Il finanziamento sposi è un prodotto creditizio finalizzato, perché serve per l’acquisto dei servizi legati ad un evento importante, il proprio matrimonio.

Questo finanziamento è richiedibile oggi sia presso le banche o le società creditizie sparse per il territorio italiano, che online tramite i loro siti, a nozze avvenute da non oltre 12 mesi, da uno dei membri della coppia o, se c’è la necessità, da un parente della coppia a suo nome, il richiedente deve comunque essere di età compresa tra i 18 ed i 75 anni e deve dimostrare delle entrate consone al pagamento delle rate preposte per estinguere il finanziamento che riceverà.

Bisogna essere lavoratori e bisogna dimostrare un reddito tale da poter pagare con agilità il rimborso delle rate mensili che il finanziamento prevede.

Non c’è bisogno dunque di possedere altri requisiti per accedere a questo tipo di finanziamento, seppure per esempio, a differenza delle società di credito on line, le banche chiudono le possibilità a molti protestati o cattivi pagatori.

Quanto alla somma cedibile in finanziamento, si parla di un minimo di 2500 euro e di un massimo medio di 60000 euro. Tali soldi vengono inviati al cliente tramite assegno circolare spedito al suo indirizzo, o tramite bonifico bancario sul suo conto.

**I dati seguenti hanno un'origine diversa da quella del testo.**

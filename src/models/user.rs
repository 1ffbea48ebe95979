// src/models/user.rs

use serde::{Deserialize, Serialize};
use utoipa::ToSchema;
use validator::Validate;

#[derive(Debug, Clone, Default, PartialEq, Eq, Serialize, Deserialize, ToSchema)]
#[serde(rename_all = "camelCase", default)]
pub struct Permissoes {
    /// Pode ver e alterar operações criadas por outros colaboradores
    pub gerenciar_operacoes_de_outros: bool,
    /// Pode adicionar/remover tipos de operação
    pub gerenciar_tipo_de_operacoes: bool,
}

impl Permissoes {
    pub fn all() -> Self {
        Self {
            gerenciar_operacoes_de_outros: true,
            gerenciar_tipo_de_operacoes: true,
        }
    }
}

#[derive(Debug, Clone, PartialEq, Eq, Serialize, Deserialize, Validate, ToSchema)]
#[serde(rename_all = "camelCase")]
pub struct TipoDeOperacao {
    #[validate(length(min = 1, message = "required"))]
    #[schema(example = "Consignado INSS")]
    pub name: String,

    #[validate(length(min = 1, message = "required"))]
    #[schema(example = "#22c55e")]
    pub color: String,
}

// O vínculo só passa a valer quando o próprio convidado aceita
#[derive(Debug, Clone, PartialEq, Eq, Serialize, Deserialize, ToSchema)]
#[serde(rename_all = "camelCase")]
pub struct ConviteDeEquipe {
    pub gerente_uid: String,
    pub nome: String,
    #[serde(default)]
    pub permissoes: Permissoes,
}

// Perfil guardado na coleção raiz `users`, chaveado pelo uid
#[derive(Debug, Clone, Default, PartialEq, Serialize, Deserialize, ToSchema)]
#[serde(rename_all = "camelCase")]
pub struct UserProfile {
    pub id: String,
    #[serde(default)]
    pub nome: String,
    #[serde(default)]
    pub avatar: Option<String>,
    #[serde(default)]
    pub gerente_uid: Option<String>,
    #[serde(default)]
    pub permissoes: Permissoes,
    #[serde(default)]
    pub tipos_de_operacoes: Vec<TipoDeOperacao>,
    /// Convite pendente para entrar na equipe de um gerente
    #[serde(default)]
    pub convite: Option<ConviteDeEquipe>,
}

impl UserProfile {
    pub fn empty(uid: impl Into<String>) -> Self {
        Self {
            id: uid.into(),
            ..Default::default()
        }
    }
}

#[derive(Debug, Deserialize, Validate, ToSchema)]
#[serde(rename_all = "camelCase")]
pub struct UpdateProfilePayload {
    #[validate(length(min = 1, message = "required"))]
    #[schema(example = "Maria Souza")]
    pub nome: String,

    pub avatar: Option<String>,
}

#[derive(Debug, Deserialize, Validate, ToSchema)]
#[serde(rename_all = "camelCase")]
pub struct NewCollaboratorPayload {
    /// uid do colaborador no provedor de autenticação
    #[validate(length(min = 1, message = "required"))]
    pub uid: String,

    #[validate(length(min = 1, message = "required"))]
    #[schema(example = "João Lima")]
    pub nome: String,

    #[serde(default)]
    pub permissoes: Permissoes,
}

Il prestito sposi permette di avere in una unica soluzione tutta la liquidità che serve per pagare al meglio il ricevimento, il fotografo, gli abiti degli sposi ed eventualmente dei partecipanti, gli addobbi e la musica della chiesa, le partecipazioni e gli inviti, le bomboniere, i regali come ricordo ed ogni altra piccola o grande  incombenza che la mancanza di liquidità possa rendere problematica per il matrimonio.

E’ possibile che gli enti concedano il finanziamento sposi anche in caso di richieste per altro tipo di eventi famigliari, come per esempio un anniversario o un battesimo, si consiglia di formulare le proprie richieste direttamente ai consulenti o alle sezioni online delle società di credito perché sia le banche, che gli intermediari finanziari o le società operanti online, hanno ognuna politiche diverse, per cui è sempre meglio verificare di volta in volta che le offerte e le condizioni siano convenienti per le nostre esigenze.

Nei casi in cui il richiedente non disponga di un reddito bastante a pagare le rate, pur sostenendo carichi finanziari al di sotto del 50% del reddito,  l’ente può decidere, a sua discrezione, di concedere ugualmente un finanziamento sposi, esigendo però una firma da parte di un garante, in modo che questo possa farsi carico, nell’eventualità, del saldo che il cliente non riesce a solvere.

Per il rimborso delle rate, che sono a quota ed interessi costanti, e che vengono scelte dal cliente, è accettato il metodo del RID, ovvero la trattenuta sullo stipendio o sulla pensione, o in casi più rari, il versamento di cambiali.

Quest’ultimo metodo è tra i meno utilizzati, oramai solo più poche società di mediazione creditizia accettano le cambiali come forma di rimborso dei prestiti concessi.